Cell membrane camouflaged and ROS responsive nanosomes for targeted endometriosis therapy via reversing inflammatory, low-autophagy, and immunotolerant microenvironment

Endometriosis (EMS) is an estrogen-dependent inflammatory disorder defined as the aberrant growth of endometrial tissue outside the uterine cavity. Unfortunately, there is no cure for EMS treatment in current clinical practices. Herein, a neutrophil membrane-cloaked, natural anti-EMS agent leonurine (Leo)-loaded and ROS-responsive nanoplatform (Leo@NM-rLipo) was constructed to remodel the complex lesion microenvironment for efficient EMS alleviation. Owing to the inflammation tropism inherited from neutrophils, Leo@NM-rLipo can target and accumulate in ectopic lesions where high-level ROS can accelerate drug release. Comprehensive studies demonstrated that Leo@NM-rLipo acted as neutrophil nanodecoys to effectively diminish neutrophil infiltration and attenuate proinflammatory cyto/chemokine production. Besides, Leo@NM-rLipo promoted the autophagy-induced apoptosis of ectopic endometrial stromal cells (eESC) by regulating estrogen-ERα signaling and progesterone receptor isoform B (PRB) expression. Furthermore, Leo@NM-rLipo inhibited the expansion and immunosuppressive cytokine production of Tregs to normalize the immune surveillance in the peritoneal cavity.
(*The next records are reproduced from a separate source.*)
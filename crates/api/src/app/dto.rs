use chrono::{DateTime, Utc};
use serde::{Deserialize, Serialize};

use aquaserve_billing::{TariffTable, format_money};
use aquaserve_core::{DomainError, DomainResult};
use aquaserve_customers::{MonthlySummary, NewCustomer, parse_reading};

// -------------------------
// Request DTOs
// -------------------------

/// A meter reading as sent by clients: a JSON number or numeric text.
#[derive(Debug, Clone, PartialEq, Deserialize)]
#[serde(untagged)]
pub enum ReadingInput {
    Number(f64),
    Text(String),
}

impl ReadingInput {
    fn resolve(self, field: &str) -> DomainResult<f64> {
        match self {
            ReadingInput::Number(value) => Ok(value),
            ReadingInput::Text(raw) => parse_reading(field, &raw),
        }
    }
}

/// Body of `POST /api/customers`.
///
/// Every field is optional at the wire level so a missing one is reported as a
/// validation error naming the field.
#[derive(Debug, Default, Deserialize)]
pub struct CreateCustomerRequest {
    #[serde(default)]
    pub full_name: Option<String>,
    #[serde(default)]
    pub previous_reading: Option<ReadingInput>,
    #[serde(default)]
    pub current_reading: Option<ReadingInput>,
}

impl CreateCustomerRequest {
    pub fn into_new_customer(self) -> DomainResult<NewCustomer> {
        let full_name = self.full_name.unwrap_or_default();
        if full_name.trim().is_empty() {
            return Err(DomainError::validation("full_name is required"));
        }
        let previous = required("previous_reading", self.previous_reading)?;
        let current = required("current_reading", self.current_reading)?;
        NewCustomer::new(full_name, previous, current)
    }
}

fn required(field: &str, input: Option<ReadingInput>) -> DomainResult<f64> {
    input
        .ok_or_else(|| DomainError::validation(format!("{field} is required")))?
        .resolve(field)
}

// -------------------------
// Response DTOs
// -------------------------

/// Body of `GET /api/reports/monthly-summary`.
#[derive(Debug, Serialize)]
pub struct MonthlySummaryResponse {
    #[serde(flatten)]
    pub report: MonthlySummary,
    pub generated_at: DateTime<Utc>,
}

/// Body of `GET /api/tariff`.
#[derive(Debug, Serialize)]
pub struct TariffResponse {
    pub currency: String,
    pub bands: Vec<TariffBandView>,
}

#[derive(Debug, Serialize)]
pub struct TariffBandView {
    pub from: f64,
    pub up_to: Option<f64>,
    pub rate: f64,
    /// Display line, e.g. `0-30 cubic meters: Ksh 25.00 per cubic meter`.
    pub label: String,
}

pub fn tariff_to_response(tariff: &TariffTable) -> TariffResponse {
    let bands = tariff
        .tiers()
        .map(|(from, band)| {
            let range = match band.up_to {
                Some(up_to) => format!("{from}-{up_to} cubic meters"),
                None => format!("Above {from} cubic meters"),
            };
            TariffBandView {
                from,
                up_to: band.up_to,
                rate: band.rate,
                label: format!(
                    "{range}: {} per cubic meter",
                    format_money(tariff.currency(), band.rate)
                ),
            }
        })
        .collect();

    TariffResponse {
        currency: tariff.currency().to_string(),
        bands,
    }
}

#[cfg(test)]
mod tests {
    use super::*;

    fn request(json: serde_json::Value) -> CreateCustomerRequest {
        serde_json::from_value(json).unwrap()
    }

    #[test]
    fn numbers_and_numeric_text_are_both_accepted() {
        let new = request(serde_json::json!({
            "full_name": "Alice",
            "previous_reading": 10,
            "current_reading": "45.5",
        }))
        .into_new_customer()
        .unwrap();
        assert_eq!(new.previous_reading(), 10.0);
        assert_eq!(new.current_reading(), 45.5);
    }

    #[test]
    fn missing_fields_are_named() {
        let err = request(serde_json::json!({ "previous_reading": 1, "current_reading": 2 }))
            .into_new_customer()
            .unwrap_err();
        assert_eq!(err, DomainError::validation("full_name is required"));

        let err = request(serde_json::json!({ "full_name": "Bob", "current_reading": 2 }))
            .into_new_customer()
            .unwrap_err();
        assert_eq!(err, DomainError::validation("previous_reading is required"));

        let err = request(serde_json::json!({ "full_name": "Bob", "previous_reading": 1, "current_reading": null }))
            .into_new_customer()
            .unwrap_err();
        assert_eq!(err, DomainError::validation("current_reading is required"));
    }

    #[test]
    fn tariff_labels_follow_the_bands() {
        let view = tariff_to_response(&TariffTable::standard());
        let labels: Vec<&str> = view.bands.iter().map(|b| b.label.as_str()).collect();
        assert_eq!(
            labels,
            vec![
                "0-30 cubic meters: Ksh 25.00 per cubic meter",
                "30-60 cubic meters: Ksh 35.00 per cubic meter",
                "Above 60 cubic meters: Ksh 45.00 per cubic meter",
            ]
        );
        assert_eq!(view.currency, "Ksh");
    }
}
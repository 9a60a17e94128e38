//! `aquaserve-core`: domain foundation building blocks.
//!
//! This crate contains **pure domain** primitives shared by the billing engine
//! and the customer registry (no infrastructure concerns).

pub mod entity;
pub mod error;
pub mod id;

pub use entity::Entity;
pub use error::{DomainError, DomainResult};
pub use id::CustomerId;
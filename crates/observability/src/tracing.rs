//! Tracing/logging initialization.

use core::str::FromStr;

use tracing_subscriber::EnvFilter;

/// Log output format.
#[derive(Debug, Clone, Copy, Default, PartialEq, Eq)]
pub enum LogFormat {
    /// One JSON object per line (default; what log shippers expect).
    #[default]
    Json,
    /// Human-readable multi-line output for local development.
    Pretty,
}

impl FromStr for LogFormat {
    type Err = String;

    fn from_str(s: &str) -> Result<Self, Self::Err> {
        match s.trim().to_ascii_lowercase().as_str() {
            "json" => Ok(Self::Json),
            "pretty" | "text" => Ok(Self::Pretty),
            other => Err(format!("unknown log format {other:?} (expected json or pretty)")),
        }
    }
}

/// Initialize tracing/logging for the process.
///
/// Filtering follows `RUST_LOG` and defaults to `info`. Safe to call multiple
/// times (subsequent calls are no-ops).
pub fn init(format: LogFormat) {
    let filter = EnvFilter::try_from_default_env().unwrap_or_else(|_| EnvFilter::new("info"));

    let builder = tracing_subscriber::fmt()
        .with_env_filter(filter)
        .with_timer(tracing_subscriber::fmt::time::SystemTime);

    let _ = match format {
        LogFormat::Json => builder.json().with_target(false).try_init(),
        LogFormat::Pretty => builder.pretty().try_init(),
    };
}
Consequently, Leo@NM-rLipo successfully alleviated EMS as corroborated by tremendously reduced lesion number and weights, attenuated fibrosis, and inhibited collageneogensis in the mice ectopic focus. Furthermore, Leo@NM-rLipo demonstrated excellent biocompatibility both in vitro and in vivo. Taken together, our study for the first time provided a cell-mimetic nanoplatform for targeted EMS therapy, which represents a promising strategy for the treatment of a variety of refractory inflammatory diseases.